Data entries
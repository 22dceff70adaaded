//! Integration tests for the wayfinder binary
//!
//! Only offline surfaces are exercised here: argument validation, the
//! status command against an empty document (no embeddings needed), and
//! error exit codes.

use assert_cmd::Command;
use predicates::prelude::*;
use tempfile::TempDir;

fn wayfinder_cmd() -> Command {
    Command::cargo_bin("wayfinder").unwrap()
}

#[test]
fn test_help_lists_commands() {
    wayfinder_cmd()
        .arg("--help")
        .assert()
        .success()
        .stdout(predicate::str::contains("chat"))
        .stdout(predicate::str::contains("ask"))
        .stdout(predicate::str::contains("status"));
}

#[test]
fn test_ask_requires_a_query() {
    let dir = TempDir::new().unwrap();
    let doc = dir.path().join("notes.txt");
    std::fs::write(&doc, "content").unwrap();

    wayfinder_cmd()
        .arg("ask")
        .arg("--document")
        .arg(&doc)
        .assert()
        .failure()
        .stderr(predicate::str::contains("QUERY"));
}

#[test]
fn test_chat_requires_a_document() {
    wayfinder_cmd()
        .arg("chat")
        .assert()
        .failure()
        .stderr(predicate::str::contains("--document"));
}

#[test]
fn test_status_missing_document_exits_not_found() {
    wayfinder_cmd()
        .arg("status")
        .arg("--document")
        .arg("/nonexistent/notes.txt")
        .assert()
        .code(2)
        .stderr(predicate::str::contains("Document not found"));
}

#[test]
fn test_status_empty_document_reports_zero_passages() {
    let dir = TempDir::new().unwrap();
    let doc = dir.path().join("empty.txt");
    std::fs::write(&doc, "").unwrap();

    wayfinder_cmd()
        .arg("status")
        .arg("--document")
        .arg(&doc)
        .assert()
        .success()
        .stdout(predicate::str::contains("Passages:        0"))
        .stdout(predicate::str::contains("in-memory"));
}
* * *
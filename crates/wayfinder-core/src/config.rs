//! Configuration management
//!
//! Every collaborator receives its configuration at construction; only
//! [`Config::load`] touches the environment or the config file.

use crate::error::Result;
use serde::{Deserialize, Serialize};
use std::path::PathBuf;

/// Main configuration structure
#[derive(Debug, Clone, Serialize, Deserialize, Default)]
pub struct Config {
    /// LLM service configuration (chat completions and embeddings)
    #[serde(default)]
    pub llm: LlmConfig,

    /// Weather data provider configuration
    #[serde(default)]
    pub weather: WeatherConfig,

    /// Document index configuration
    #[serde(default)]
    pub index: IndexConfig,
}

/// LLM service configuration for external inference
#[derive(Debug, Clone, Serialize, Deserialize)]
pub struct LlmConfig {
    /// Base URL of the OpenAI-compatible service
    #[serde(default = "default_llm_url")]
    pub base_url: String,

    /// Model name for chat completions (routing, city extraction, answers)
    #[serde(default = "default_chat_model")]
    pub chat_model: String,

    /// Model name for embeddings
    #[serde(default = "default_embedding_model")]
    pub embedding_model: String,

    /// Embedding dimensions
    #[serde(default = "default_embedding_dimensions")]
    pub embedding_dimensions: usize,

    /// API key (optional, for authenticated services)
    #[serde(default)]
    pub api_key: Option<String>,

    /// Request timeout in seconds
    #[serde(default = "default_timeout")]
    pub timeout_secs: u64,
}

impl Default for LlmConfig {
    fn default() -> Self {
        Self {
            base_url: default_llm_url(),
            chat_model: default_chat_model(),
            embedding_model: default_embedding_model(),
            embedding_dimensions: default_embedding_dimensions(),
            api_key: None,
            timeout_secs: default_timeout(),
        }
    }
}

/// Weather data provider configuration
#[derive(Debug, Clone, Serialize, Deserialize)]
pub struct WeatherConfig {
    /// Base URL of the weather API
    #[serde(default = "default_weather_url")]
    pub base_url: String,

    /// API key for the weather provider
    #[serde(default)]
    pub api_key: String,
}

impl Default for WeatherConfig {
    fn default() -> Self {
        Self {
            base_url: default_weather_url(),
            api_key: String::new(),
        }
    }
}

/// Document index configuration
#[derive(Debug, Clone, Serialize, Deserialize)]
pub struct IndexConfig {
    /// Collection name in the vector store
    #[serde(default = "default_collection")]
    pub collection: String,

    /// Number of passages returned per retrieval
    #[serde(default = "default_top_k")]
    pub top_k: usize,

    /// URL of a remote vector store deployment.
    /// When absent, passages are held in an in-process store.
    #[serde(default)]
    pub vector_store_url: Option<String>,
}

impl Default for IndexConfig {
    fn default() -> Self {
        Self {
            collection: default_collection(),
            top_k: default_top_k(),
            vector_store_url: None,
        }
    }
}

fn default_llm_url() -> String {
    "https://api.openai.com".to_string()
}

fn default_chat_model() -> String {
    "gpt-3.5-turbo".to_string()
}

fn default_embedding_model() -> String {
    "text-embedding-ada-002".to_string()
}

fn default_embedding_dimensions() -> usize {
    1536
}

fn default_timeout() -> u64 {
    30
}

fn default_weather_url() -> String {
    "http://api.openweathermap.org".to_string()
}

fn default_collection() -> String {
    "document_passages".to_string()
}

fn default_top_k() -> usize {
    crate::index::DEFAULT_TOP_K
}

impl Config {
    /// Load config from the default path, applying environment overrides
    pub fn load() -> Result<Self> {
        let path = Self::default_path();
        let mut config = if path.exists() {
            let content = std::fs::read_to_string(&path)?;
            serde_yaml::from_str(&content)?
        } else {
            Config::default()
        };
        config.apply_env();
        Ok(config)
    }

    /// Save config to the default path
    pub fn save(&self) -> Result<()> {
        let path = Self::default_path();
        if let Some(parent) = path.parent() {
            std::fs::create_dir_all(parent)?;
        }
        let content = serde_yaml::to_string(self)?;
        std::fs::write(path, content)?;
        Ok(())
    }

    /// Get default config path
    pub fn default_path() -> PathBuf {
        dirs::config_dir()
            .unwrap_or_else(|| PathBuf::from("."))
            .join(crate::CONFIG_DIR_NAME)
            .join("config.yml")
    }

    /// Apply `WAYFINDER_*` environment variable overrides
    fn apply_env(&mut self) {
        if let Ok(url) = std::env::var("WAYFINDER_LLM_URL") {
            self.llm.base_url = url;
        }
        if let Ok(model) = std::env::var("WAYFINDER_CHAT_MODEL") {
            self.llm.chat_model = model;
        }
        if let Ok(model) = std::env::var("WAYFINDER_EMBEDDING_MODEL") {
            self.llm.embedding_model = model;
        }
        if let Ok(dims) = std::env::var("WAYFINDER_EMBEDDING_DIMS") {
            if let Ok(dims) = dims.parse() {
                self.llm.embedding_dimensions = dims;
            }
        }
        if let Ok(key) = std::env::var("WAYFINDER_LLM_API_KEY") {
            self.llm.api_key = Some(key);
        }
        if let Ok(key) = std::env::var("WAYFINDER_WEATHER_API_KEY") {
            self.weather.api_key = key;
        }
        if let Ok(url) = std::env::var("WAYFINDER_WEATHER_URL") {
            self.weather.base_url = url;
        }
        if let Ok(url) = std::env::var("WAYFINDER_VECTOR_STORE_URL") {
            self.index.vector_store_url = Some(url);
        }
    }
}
---
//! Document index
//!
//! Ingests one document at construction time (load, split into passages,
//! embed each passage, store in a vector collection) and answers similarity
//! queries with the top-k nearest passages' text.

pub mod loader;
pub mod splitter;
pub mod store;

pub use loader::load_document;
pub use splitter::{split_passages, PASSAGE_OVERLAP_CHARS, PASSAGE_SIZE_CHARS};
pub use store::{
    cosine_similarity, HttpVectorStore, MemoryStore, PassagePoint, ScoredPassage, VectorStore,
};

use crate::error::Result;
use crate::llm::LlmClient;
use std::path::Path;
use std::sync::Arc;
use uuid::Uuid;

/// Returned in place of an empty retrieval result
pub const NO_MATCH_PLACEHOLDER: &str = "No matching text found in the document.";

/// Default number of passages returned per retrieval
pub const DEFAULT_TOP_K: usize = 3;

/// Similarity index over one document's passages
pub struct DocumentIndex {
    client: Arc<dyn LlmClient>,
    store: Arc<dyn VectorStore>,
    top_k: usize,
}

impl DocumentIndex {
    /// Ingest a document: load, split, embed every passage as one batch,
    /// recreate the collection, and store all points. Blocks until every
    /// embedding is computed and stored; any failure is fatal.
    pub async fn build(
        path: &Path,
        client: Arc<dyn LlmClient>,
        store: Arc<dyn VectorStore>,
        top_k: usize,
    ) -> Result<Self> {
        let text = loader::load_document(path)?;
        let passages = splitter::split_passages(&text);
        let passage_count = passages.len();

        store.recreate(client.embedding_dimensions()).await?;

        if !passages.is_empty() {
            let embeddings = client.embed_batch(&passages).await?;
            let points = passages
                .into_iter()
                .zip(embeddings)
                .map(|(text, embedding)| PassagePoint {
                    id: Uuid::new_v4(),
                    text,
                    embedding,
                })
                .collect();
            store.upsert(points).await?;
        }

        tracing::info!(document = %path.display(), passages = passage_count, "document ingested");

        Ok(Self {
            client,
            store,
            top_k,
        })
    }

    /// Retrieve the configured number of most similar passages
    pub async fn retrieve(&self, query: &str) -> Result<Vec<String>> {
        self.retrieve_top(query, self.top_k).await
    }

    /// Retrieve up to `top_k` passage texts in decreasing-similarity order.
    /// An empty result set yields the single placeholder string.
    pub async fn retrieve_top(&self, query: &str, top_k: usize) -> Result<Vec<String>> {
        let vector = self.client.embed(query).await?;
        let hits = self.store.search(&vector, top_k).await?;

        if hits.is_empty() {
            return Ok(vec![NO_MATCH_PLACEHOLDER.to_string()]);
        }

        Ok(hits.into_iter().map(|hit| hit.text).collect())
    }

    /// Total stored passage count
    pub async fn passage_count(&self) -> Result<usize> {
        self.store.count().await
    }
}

* _Required action_:
Each line above that includes "IndexConfig" should be shown.

* _Answer for this exercise_:
    pub index: IndexConfig,
pub struct IndexConfig {
impl Default for IndexConfig {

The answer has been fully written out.